In the opinion of many of the spectators Austen Vane had yet to learn the art
of oratory. He might with propriety have portrayed the suffering and loss of the
poor farmer who was his client; he merely quoted from the doctor's testimony to
the effect that Mr. Meader would never again be able to do physical labour of
the sort by which he had supported himself, and ended up by calling the
attention of the jury to the photographs and plans of the crossing he had
obtained two days after the accident, requesting them to note the facts that the
public highway, approaching through a dense forest and underbrush at an angle of
thirty-three degrees, climbed the railroad embankment at that point, and a train
could not be seen until the horse was actually on the track.
The jury was out five minutes after the judge's charge, and gave Mr. Zebulun
Meader a verdict of six thousand dollars and costs,—a popular verdict, from the
evident approval with which it was received in the court room. Quiet being
restored, Mr. Billings requested, somewhat vehemently, that the case be
transferred on the exceptions to the Supreme Court, that the stenographer write
out the evidence, and that he might have three weeks in which to prepare a
draft. This was granted.
Zeb Meader, true to his nature, was self-contained throughout the
congratulations he received, but his joy was nevertheless intense.

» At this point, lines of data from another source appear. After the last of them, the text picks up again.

//! reqminer CLI: requirements extraction from project documents.
//!
//! Reads a project's PDF/DOCX/TXT files, extracts technical requirements
//! chunk by chunk with a local Ollama model, and writes a consolidated
//! context file plus an executive summary.

mod commands;

use clap::Parser;
use color_eyre::eyre::Result;

use commands::Cli;

#[tokio::main]
async fn main() -> Result<()> {
    color_eyre::install()?;
    let cli = match Cli::try_parse() {
        Ok(cli) => cli,
        Err(err) => commands::exit_with_usage(err),
    };
    commands::init_tracing(&cli);
    commands::run(cli).await
}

"You shook 'em up good, Austen," he said, making his way to where his counsel
stood. "I suspicioned you'd do it. But how about this here appeal?"

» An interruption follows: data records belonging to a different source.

//! End-to-end run: project folder → corpus → chunks → extraction →
//! consolidation → output files.

use std::path::PathBuf;
use std::time::{Duration, Instant};

use tracing::{error, info, instrument, warn};

use reqminer_inference::InferenceClient;
use reqminer_ingest::{build_corpus, load_documents, resolve_project_folder};
use reqminer_shared::{ChunkConfig, ProfileBook, ProfileSource, ReqMinerError, Result, RunId};

use crate::chunker::TextChunker;
use crate::consolidation::{Consolidation, ConsolidationStage};
use crate::extraction::{ExtractionOutcome, ExtractionStage};
use crate::output::{OutputPaths, write_outputs};

/// Configuration for [`run_project`].
#[derive(Debug, Clone)]
pub struct RunConfig {
    /// Project identifier; names the default folder and the output files.
    pub project_id: String,
    /// Base folder holding one sub-folder per project.
    pub docs_root: PathBuf,
    /// Explicit project folder, overriding `<docs_root>/<project_id>`.
    pub custom_path: Option<PathBuf>,
    /// Model profile to steer extraction.
    pub model_id: Option<String>,
    /// Chunk window sizing.
    pub chunk: ChunkConfig,
}

/// Everything a completed run produced.
#[derive(Debug)]
pub struct RunReport {
    pub run_id: RunId,
    pub project_id: String,
    pub folder: PathBuf,
    /// Files read (including ones that degraded to empty text).
    pub documents: usize,
    /// Files whose reader failed.
    pub unreadable: usize,
    pub chunks: usize,
    pub profile_source: ProfileSource,
    pub extraction: ExtractionOutcome,
    pub consolidation: Consolidation,
    pub outputs: OutputPaths,
    pub elapsed: Duration,
}

/// How a run ended. Only `Completed` writes output files; the rest are
/// "nothing to do" outcomes, not failures.
#[derive(Debug)]
pub enum RunOutcome {
    Completed(Box<RunReport>),
    /// Folder missing or without compatible files.
    NoDocuments { folder: PathBuf },
    /// Documents were found but produced no words.
    NoChunks { folder: PathBuf },
    /// Every chunk was empty, failed, or signalled no relevant information.
    NoExtractions {
        folder: PathBuf,
        extraction: ExtractionOutcome,
    },
}

/// Progress callback for reporting pipeline status.
pub trait ProgressReporter: Send + Sync {
    /// Called when entering a new phase.
    fn phase(&self, name: &str);
    /// Called before each chunk's extraction call (1-based `current`).
    fn chunk_progress(&self, current: usize, total: usize);
    /// Called when a run completes with output files.
    fn done(&self, report: &RunReport);
}

/// No-op progress reporter for headless/test usage.
pub struct SilentProgress;

impl ProgressReporter for SilentProgress {
    fn phase(&self, _name: &str) {}
    fn chunk_progress(&self, _current: usize, _total: usize) {}
    fn done(&self, _report: &RunReport) {}
}

/// Run the full pipeline for one project.
///
/// 1. Read every supported file in the project folder
/// 2. Build the corpus and split it into overlapping chunks
/// 3. Extract per chunk with the resolved model profile
/// 4. Consolidate and summarize
/// 5. Write `CONTEXTO_<id>.txt` and `RESUMO_IA_<id>.txt`
///
/// Errors are returned only for invalid configuration or when the output
/// files cannot be written; everything else degrades or ends early.
#[instrument(skip_all, fields(project = %config.project_id, model = ?config.model_id))]
pub async fn run_project<C: InferenceClient>(
    config: &RunConfig,
    client: &C,
    profiles: &ProfileBook,
    progress: &dyn ProgressReporter,
) -> Result<RunOutcome> {
    let start = Instant::now();
    let run_id = RunId::new();

    validate_project_id(&config.project_id)?;
    let chunker = TextChunker::new(config.chunk)?;

    let folder = resolve_project_folder(
        &config.docs_root,
        &config.project_id,
        config.custom_path.as_deref(),
    );
    info!(%run_id, folder = %folder.display(), "starting run");

    // --- Phase 1: Documents ---
    progress.phase("Reading project documents");
    let ingest = match load_documents(&folder) {
        Ok(report) => report,
        Err(e) => {
            error!(error = %e, "project folder unavailable");
            return Ok(RunOutcome::NoDocuments { folder });
        }
    };

    if ingest.is_empty() {
        warn!(folder = %folder.display(), "no compatible files found");
        return Ok(RunOutcome::NoDocuments { folder });
    }

    // --- Phase 2: Chunking ---
    progress.phase("Splitting text into chunks");
    // File markers alone are not content.
    if !ingest.has_text() {
        warn!(
            documents = ingest.documents.len(),
            unreadable = ingest.failures.len(),
            "documents produced no text"
        );
        return Ok(RunOutcome::NoChunks { folder });
    }
    let corpus = build_corpus(&ingest.documents);
    let chunks = chunker.chunk(&corpus);
    if chunks.is_empty() {
        warn!("corpus produced no chunks");
        return Ok(RunOutcome::NoChunks { folder });
    }
    info!(
        documents = ingest.documents.len(),
        corpus_chars = corpus.chars().count(),
        chunks = chunks.len(),
        "corpus chunked"
    );

    // --- Phase 3: Extraction ---
    progress.phase("Extracting requirements");
    let stage = ExtractionStage::for_model(client, profiles, config.model_id.as_deref());
    let profile_source = stage.profile().source;
    let extraction = stage.run(&chunks, progress).await;

    if extraction.results.is_empty() {
        warn!(
            chunks = chunks.len(),
            failed = extraction.failed.len(),
            "no technical information extracted"
        );
        return Ok(RunOutcome::NoExtractions { folder, extraction });
    }

    // --- Phase 4: Consolidation ---
    let consolidation = ConsolidationStage::new(client)
        .run(&extraction.results, &config.project_id, progress)
        .await;

    // --- Phase 5: Outputs ---
    progress.phase("Writing output files");
    let outputs = write_outputs(&folder, &config.project_id, &consolidation)?;

    let report = RunReport {
        run_id,
        project_id: config.project_id.clone(),
        folder,
        documents: ingest.documents.len(),
        unreadable: ingest.failures.len(),
        chunks: chunks.len(),
        profile_source,
        extraction,
        consolidation,
        outputs,
        elapsed: start.elapsed(),
    };

    info!(
        run_id = %report.run_id,
        retained = report.extraction.results.len(),
        elapsed_ms = report.elapsed.as_millis() as u64,
        "run complete"
    );
    progress.done(&report);

    Ok(RunOutcome::Completed(Box::new(report)))
}

/// Project ids become folder and file names, so they must be a single path segment.
fn validate_project_id(project_id: &str) -> Result<()> {
    if project_id.trim().is_empty() {
        return Err(ReqMinerError::validation("project id must not be empty"));
    }
    if project_id.contains(['/', '\\']) || project_id == "." || project_id == ".." {
        return Err(ReqMinerError::validation(format!(
            "project id '{project_id}' must not contain path separators"
        )));
    }
    Ok(())
}

// ---------------------------------------------------------------------------
// Tests
// ---------------------------------------------------------------------------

"Billings is merely trying to save the face of his railroad," Austen
answered, smiling. "He hasn't the least notion of allowing this case to come up
again—take my word for it."
"I guess your word's good," said Zeb. "And I want to tell you one thing, as
an old man. I've been talkin' to Putnam County folks some, and you hain't lost
nothin' by this."
"How am I to get along without the friendship of Brush Bascom?" asked Austen,
soberly.
Mr. Meader, who had become used to this mild sort of humour, relaxed
sufficiently to laugh.
"Brush did seem a mite disgruntled," he remarked.
Somewhat to Austen's embarrassment, Mr. Mender's friends were pushing
forward. One grizzled veteran took him by the hand and looked thoughtfully into
his face.
"I've lived a good many years," he said, "but I never heerd 'em talked up to
like that. You're my candidate for governor."